Mike, der sich selbst nicht so recht zu verstehen scheint, ist für mich schwer greifbar gewesen. Vor seinem Unfall habe ich dessen Charakterisierung trotz der stereotypen Anlage als angehender Football-Star als gelungener empfunden, indem er da für mich präsenter gewesen ist. Im Hier und Jetzt hingegen ist Mike abgesehen von seinen besonderen Fähigkeiten, auf die er in der Wahrnehmung von außen reduziert wird, eher blass geblieben. Dafür hat Danielle Trussoni neben Mike wesentliche Nebenfiguren, die teilweise erst im weiteren Verlauf eingeführt werden, mit einer interessanten Hintergrundgeschichte ausgestattet, die in einzelnen Kapiteln des Romans eingeschoben wird. Dabei hat die Autorin ein gutes Gespür fürs Timing bewiesen, indem ihr Erzählrhythmus von einer ausgewogenen Balance zwischen Vergangenheit und Gegenwart geprägt ist, der nicht zu Lasten der Spannung geht.

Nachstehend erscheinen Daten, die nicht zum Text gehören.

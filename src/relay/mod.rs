//! # Relay Module
//!
//! Carries the result of the out-of-process Steam login (a popup window) back
//! to the initiating context. The popup posts exactly one message to its
//! opener; a watchdog polls for the window being closed before any message
//! arrives. Whichever fires first wins, the loser is dropped with the call,
//! and the attempt resolves exactly once.

use serde::{Deserialize, Serialize};
use std::time::Duration;
use thiserror::Error;
use tokio::sync::mpsc;
use tracing::{debug, warn};
use url::Url;

/// How often the watchdog checks whether the popup was closed.
const DEFAULT_POLL_INTERVAL: Duration = Duration::from_secs(1);

/// Message posted by the callback page to its opener.
///
/// Tag and field names are the wire schema the callback page emits.
#[derive(Debug, Clone, Serialize, Deserialize, PartialEq, Eq)]
#[serde(tag = "type")]
pub enum PopupMessage {
    #[serde(rename = "STEAM_AUTH_SUCCESS", rename_all = "camelCase")]
    Success { steam_id: String, ticket: String },

    #[serde(rename = "STEAM_AUTH_ERROR")]
    Error { error: String },
}

/// A message together with the origin it was posted from.
#[derive(Debug, Clone)]
pub struct WindowMessage {
    pub origin: String,
    pub message: PopupMessage,
}

#[derive(Debug, Error, PartialEq, Eq)]
pub enum RelayError {
    /// The environment refused to open the window.
    #[error("popup blocked - please allow popups for this site")]
    PopupBlocked,

    /// The user closed the window, or cancelled on the provider page.
    #[error("authentication cancelled by user")]
    Cancelled,

    /// The popup reported an explicit failure.
    #[error("steam authentication failed: {0}")]
    Failed(String),
}

/// Successful relay resolution: the claimed identity plus the provider's
/// correlation nonce (opaque, not an authentication ticket).
#[derive(Debug, Clone, PartialEq, Eq)]
pub struct RelayOutcome {
    pub steam_id: String,
    pub ticket: String,
}

/// Handle to an opened top-level browsing context.
pub trait AuthWindow: Send {
    fn is_closed(&self) -> bool;
    fn close(&mut self);
}

/// An opened window plus its message inbox.
pub struct OpenedWindow {
    pub window: Box<dyn AuthWindow>,
    pub messages: mpsc::UnboundedReceiver<WindowMessage>,
}

/// Opens the login window. Desktop shells wrap a real browser window; tests
/// supply scripted implementations.
pub trait WindowOpener {
    fn open(&self, url: &Url) -> Result<OpenedWindow, RelayError>;
}

/// Per-attempt relay state machine.
pub struct RelayChannel {
    expected_origin: String,
    poll_interval: Duration,
}

impl RelayChannel {
    pub fn new(expected_origin: String) -> Self {
        Self {
            expected_origin,
            poll_interval: DEFAULT_POLL_INTERVAL,
        }
    }

    /// Shorten the watchdog cadence (tests).
    pub fn with_poll_interval(mut self, poll_interval: Duration) -> Self {
        self.poll_interval = poll_interval;
        self
    }

    /// Wait for exactly one resolution.
    ///
    /// Consumes the opened window, so a second resolution for the same attempt
    /// is unrepresentable. Messages from unexpected origins are ignored, not
    /// trusted. No retries happen here; retry policy belongs to the caller.
    pub async fn await_result(&self, opened: OpenedWindow) -> Result<RelayOutcome, RelayError> {
        let OpenedWindow {
            mut window,
            mut messages,
        } = opened;

        let mut watchdog = tokio::time::interval(self.poll_interval);
        // First tick fires immediately; that's fine, the window can only be
        // closed at that point if the user already dismissed it.
        loop {
            tokio::select! {
                // Prefer a queued message over the watchdog when both are ready.
                biased;

                received = messages.recv() => match received {
                    Some(WindowMessage { origin, message }) => {
                        if origin != self.expected_origin {
                            warn!(origin = %origin, expected = %self.expected_origin, "Ignoring relay message from unexpected origin");
                            continue;
                        }
                        window.close();
                        match message {
                            PopupMessage::Success { steam_id, ticket } => {
                                debug!(steam_id = %steam_id, "Relay resolved with Steam identity");
                                return Ok(RelayOutcome { steam_id, ticket });
                            }
                            PopupMessage::Error { error } => {
                                debug!(error = %error, "Relay resolved with popup-reported failure");
                                return Err(RelayError::Failed(error));
                            }
                        }
                    }
                    // Inbox gone without a message: nothing can ever arrive,
                    // treat like a closed window.
                    None => {
                        debug!("Relay inbox closed before any message arrived");
                        return Err(RelayError::Cancelled);
                    }
                },

                _ = watchdog.tick() => {
                    if window.is_closed() {
                        debug!("Popup closed before any message arrived");
                        return Err(RelayError::Cancelled);
                    }
                }
            }
        }
    }
}

#[cfg(test)]
mod tests {
    use super::*;
    use std::sync::atomic::{AtomicBool, Ordering};
    use std::sync::Arc;

    struct FakeWindow {
        closed: Arc<AtomicBool>,
    }

    impl AuthWindow for FakeWindow {
        fn is_closed(&self) -> bool {
            self.closed.load(Ordering::SeqCst)
        }

        fn close(&mut self) {
            self.closed.store(true, Ordering::SeqCst);
        }
    }

    fn fast_channel() -> RelayChannel {
        RelayChannel::new("https://example.com".to_string())
            .with_poll_interval(Duration::from_millis(10))
    }

    fn opened_window(
        closed: Arc<AtomicBool>,
    ) -> (mpsc::UnboundedSender<WindowMessage>, OpenedWindow) {
        let (tx, rx) = mpsc::unbounded_channel();
        (
            tx,
            OpenedWindow {
                window: Box::new(FakeWindow { closed }),
                messages: rx,
            },
        )
    }

    #[tokio::test]
    async fn success_message_resolves_with_identity() {
        let closed = Arc::new(AtomicBool::new(false));
        let (tx, opened) = opened_window(closed.clone());

        tx.send(WindowMessage {
            origin: "https://example.com".to_string(),
            message: PopupMessage::Success {
                steam_id: "76561198000000000".to_string(),
                ticket: "nonce-1".to_string(),
            },
        })
        .unwrap();

        let outcome = fast_channel().await_result(opened).await.unwrap();
        assert_eq!(outcome.steam_id, "76561198000000000");
        assert_eq!(outcome.ticket, "nonce-1");
        // Winner closes the window on its way out.
        assert!(closed.load(Ordering::SeqCst));
    }

    #[tokio::test]
    async fn messages_from_unexpected_origins_are_ignored() {
        let closed = Arc::new(AtomicBool::new(false));
        let (tx, opened) = opened_window(closed);

        tx.send(WindowMessage {
            origin: "https://evil.example".to_string(),
            message: PopupMessage::Success {
                steam_id: "1".to_string(),
                ticket: "spoofed".to_string(),
            },
        })
        .unwrap();
        tx.send(WindowMessage {
            origin: "https://example.com".to_string(),
            message: PopupMessage::Success {
                steam_id: "76561198000000000".to_string(),
                ticket: "real".to_string(),
            },
        })
        .unwrap();

        let outcome = fast_channel().await_result(opened).await.unwrap();
        assert_eq!(outcome.steam_id, "76561198000000000");
        assert_eq!(outcome.ticket, "real");
    }

    #[tokio::test]
    async fn closed_window_resolves_cancelled() {
        let closed = Arc::new(AtomicBool::new(false));
        let (_tx, opened) = opened_window(closed.clone());

        closed.store(true, Ordering::SeqCst);

        let err = fast_channel().await_result(opened).await.unwrap_err();
        assert_eq!(err, RelayError::Cancelled);
    }

    #[tokio::test]
    async fn error_message_resolves_failed() {
        let closed = Arc::new(AtomicBool::new(false));
        let (tx, opened) = opened_window(closed);

        tx.send(WindowMessage {
            origin: "https://example.com".to_string(),
            message: PopupMessage::Error {
                error: "Authentication cancelled by user".to_string(),
            },
        })
        .unwrap();

        let err = fast_channel().await_result(opened).await.unwrap_err();
        assert_eq!(
            err,
            RelayError::Failed("Authentication cancelled by user".to_string())
        );
    }

    #[tokio::test]
    async fn dropped_inbox_resolves_cancelled() {
        let closed = Arc::new(AtomicBool::new(false));
        let (tx, opened) = opened_window(closed);
        drop(tx);

        let err = fast_channel().await_result(opened).await.unwrap_err();
        assert_eq!(err, RelayError::Cancelled);
    }

    #[test]
    fn popup_message_wire_format() {
        let message = PopupMessage::Success {
            steam_id: "123456".to_string(),
            ticket: "verified".to_string(),
        };
        let json = serde_json::to_value(&message).unwrap();
        assert_eq!(json["type"], "STEAM_AUTH_SUCCESS");
        assert_eq!(json["steamId"], "123456");
        assert_eq!(json["ticket"], "verified");

        let error = PopupMessage::Error {
            error: "nope".to_string(),
        };
        let json = serde_json::to_value(&error).unwrap();
        assert_eq!(json["type"], "STEAM_AUTH_ERROR");
        assert_eq!(json["error"], "nope");
    }
}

Im Vergleich zum starken Einstieg und einem Mittelteil, in dem auf zwei zusätzlichen Zeitebenen, die um abgründige Horror-Elemente angereichert sind, ein unerwartet düsterer Ton angeschlagen wird, ist das letzte Drittel von Ingenium deutlich schwächer ausgefallen. Das liegt wohl darin begründet, dass Danielle Trussoni in der ambitionierten Auflösung ihres Romans zu viel auf einmal wollte, ohne dass sich dessen unterschiedliche Komponenten zu einem stimmigen Ganzen zusammengefügt hätten. So ist die Autorin auf die Integration neuer resp. aus heiterem Himmel wieder auftauchender Nebenfiguren angewiesen, für deren Erscheinen wenig plausible bzw. zu konstruiert wirkende Erklärungen herhalten müssen, damit diese Protagonist Mike ihre Hilfe zukommen lassen können. Auch gestalten sich im Schlussteil die Übergänge zwischen den verschiedenen Handlungssträngen, die im Wesentlichen aus der Lethargie bestehen, mit der Mike auf seine durch die permanent angespannte Situation bedingte Überforderung reagiert, nicht ansatzweise so fließend wie am Anfang. Als überzeugender hätte ich Ingenium empfunden, wenn Danielle Trussoni sich im Finale dafür entschieden hätte, die religiös-esoterisch angehauchte Mystery-Geschichte, die den Kern ihres Buchs bildet, konsequent zu Ende zu erzählen. Auch hätte Ingenium gut getan, wenn die Autorin auf alles, was dessen Tempo ausbremst, verzichtet hätte. Dazu gehören die ausufernden Zweifel, mit denen Mike und eine zentrale Nebenfigur ihr Handeln zu hinterfragen beginnen. Zudem wäre, was für die Fortsetzung von Ingenium benötigt wird, besser auf sein absolutes Minimum zu reduzieren gewesen, um nur am Rande behandelt zu werden und den Fokus nicht in unnötiger Weise von den wesentlichen Punkten dieses Romans und der dabei aufgebauten Spannung abzulenken.